The Effects of AS160 Modulation on Fatty Acid Transporters Expression and Lipid Profile in L6 Myotubes

• Published in: Cellular physiology and biochemistry Vol. 38; no. 1; pp. 267 - 282
• Main Authors: Mikłosz, Agnieszka, Łukaszuk, Bartłomiej, Żendzian-Piotrowska, Małgorzata, Kurek, Krzysztof, Chabowski, Adrian
• Format: Journal Article
• Language: English
• Published: Basel, Switzerland Cell Physiol Biochem Press GmbH & Co KG 01.01.2016
• Subjects: Animals; CD36 Antigens - metabolism; Cell Line; Ceramide; Diacylglycerol; Fatty acid transporters; Fatty Acids - metabolism; Gene Expression Regulation - genetics; GTPase-Activating Proteins - genetics; GTPase-Activating Proteins - metabolism; Muscle, Skeletal - cytology; Muscle, Skeletal - metabolism; Original Paper; Phosphorylation; Rats; RNA Interference; RNA, Small Interfering - metabolism; Sphingolipids; Sphingolipids - metabolism; TBC1D4 (AS160); Triacylglycerol; Fatty acid transporters; Ceramide; TBC1D4 (AS160); Sphingolipids; Triacylglycerol; Diacylglycerol
• ISSN: 1015-8987; 1421-9778
• DOI: 10.1159/000438628

Background/Aims: AS160 is a key intracellular regulator of energy utilization in cells.
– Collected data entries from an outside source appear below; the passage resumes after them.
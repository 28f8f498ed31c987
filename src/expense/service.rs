//! Expense operations for callers that should not see storage details.

use rusqlite::Connection;

use crate::{
    db::StoreError,
    expense::{
        Expense, ExpenseId, ExpenseUpdate, NewExpense, create_expense, delete_expense,
        get_all_expenses, get_expense, update_expense,
    },
};

/// The errors an [ExpenseService] operation can fail with.
#[derive(Debug, thiserror::Error, PartialEq)]
pub enum ServiceError {
    /// There is no expense with the given ID.
    #[error("expense {0} not found")]
    ExpenseNotFound(ExpenseId),

    /// The store failed. Holds the store's error message.
    #[error("database error: {0}")]
    Database(String),
}

impl From<StoreError> for ServiceError {
    fn from(error: StoreError) -> Self {
        tracing::error!("Expense store failed: {error}");
        ServiceError::Database(error.to_string())
    }
}

/// Expense operations over a single borrowed database connection.
pub struct ExpenseService<'c> {
    connection: &'c Connection,
}

impl<'c> ExpenseService<'c> {
    /// Create a service that runs its queries on `connection`.
    pub fn new(connection: &'c Connection) -> Self {
        Self { connection }
    }

    /// Store a new expense.
    pub fn create(&self, new_expense: NewExpense) -> Result<Expense, ServiceError> {
        Ok(create_expense(new_expense, self.connection)?)
    }

    /// Get the expense with `id`, or `None` if it does not exist.
    pub fn get_by_id(&self, id: ExpenseId) -> Result<Option<Expense>, ServiceError> {
        Ok(get_expense(id, self.connection)?)
    }

    /// Get every expense, most recent first.
    pub fn get_all(&self) -> Result<Vec<Expense>, ServiceError> {
        Ok(get_all_expenses(self.connection)?)
    }

    /// Apply `update` to the expense with `id`.
    ///
    /// # Errors
    /// Returns [ServiceError::ExpenseNotFound] if there is no expense with `id`.
    pub fn update(&self, id: ExpenseId, update: ExpenseUpdate) -> Result<Expense, ServiceError> {
        update_expense(id, update, self.connection)?.ok_or(ServiceError::ExpenseNotFound(id))
    }

    /// Delete the expense with `id`.
    ///
    /// # Errors
    /// Returns [ServiceError::ExpenseNotFound] if there is no expense with `id`.
    pub fn delete(&self, id: ExpenseId) -> Result<(), ServiceError> {
        if delete_expense(id, self.connection)? {
            Ok(())
        } else {
            Err(ServiceError::ExpenseNotFound(id))
        }
    }
}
It was shown to regulate GLUT4 translocation from intracellular depots to the plasma membrane, with subsequent changes in facilitated glucose uptake into the skeletal muscles. Similarly, also free fatty acids (FFAs) transmembrane transport seems to be largely protein-mediated. Therefore, the objective of this study was to examine the effects of moderate AS160 depletion (-82% mRNA, -25% of protein content) on the expression of fatty acid transporters and subsequent changes in lipid profile in L6 myotubes. Results: Surprisingly, moderate down regulation of AS160 expression was followed by increased AS160 phosphorylation (∼40%). These resulted in a greater expression of fatty acid transporters, namely FABPpm and FAT/CD36, with subsequently increased FAs cellular influx. No changes in the expression of FATP1 and 4 were noticed. Accordingly, we have observed a reduction in total TAG content. This was mainly caused by a significant changes in TAG fatty acids composition favouring a decrease in the amount of palmitic and stearic fatty acid moieties. In contrast, our experimental intervention led to distinctively increased total content of DAG and PL, but concomitantly decreased the content of all measured sphingolipids, e.g. SFA, SA1P, CER, SFO and S1P, in the AS160 knockdown group. Conclusions: Modulation of AS160 level and activity led to significant increase in the concentration of DAG and PL, which was associated with changes in FAs composition and expression of fatty acid transporters. Interestingly, the intervention also simultaneously decreased the content of sphingolipids.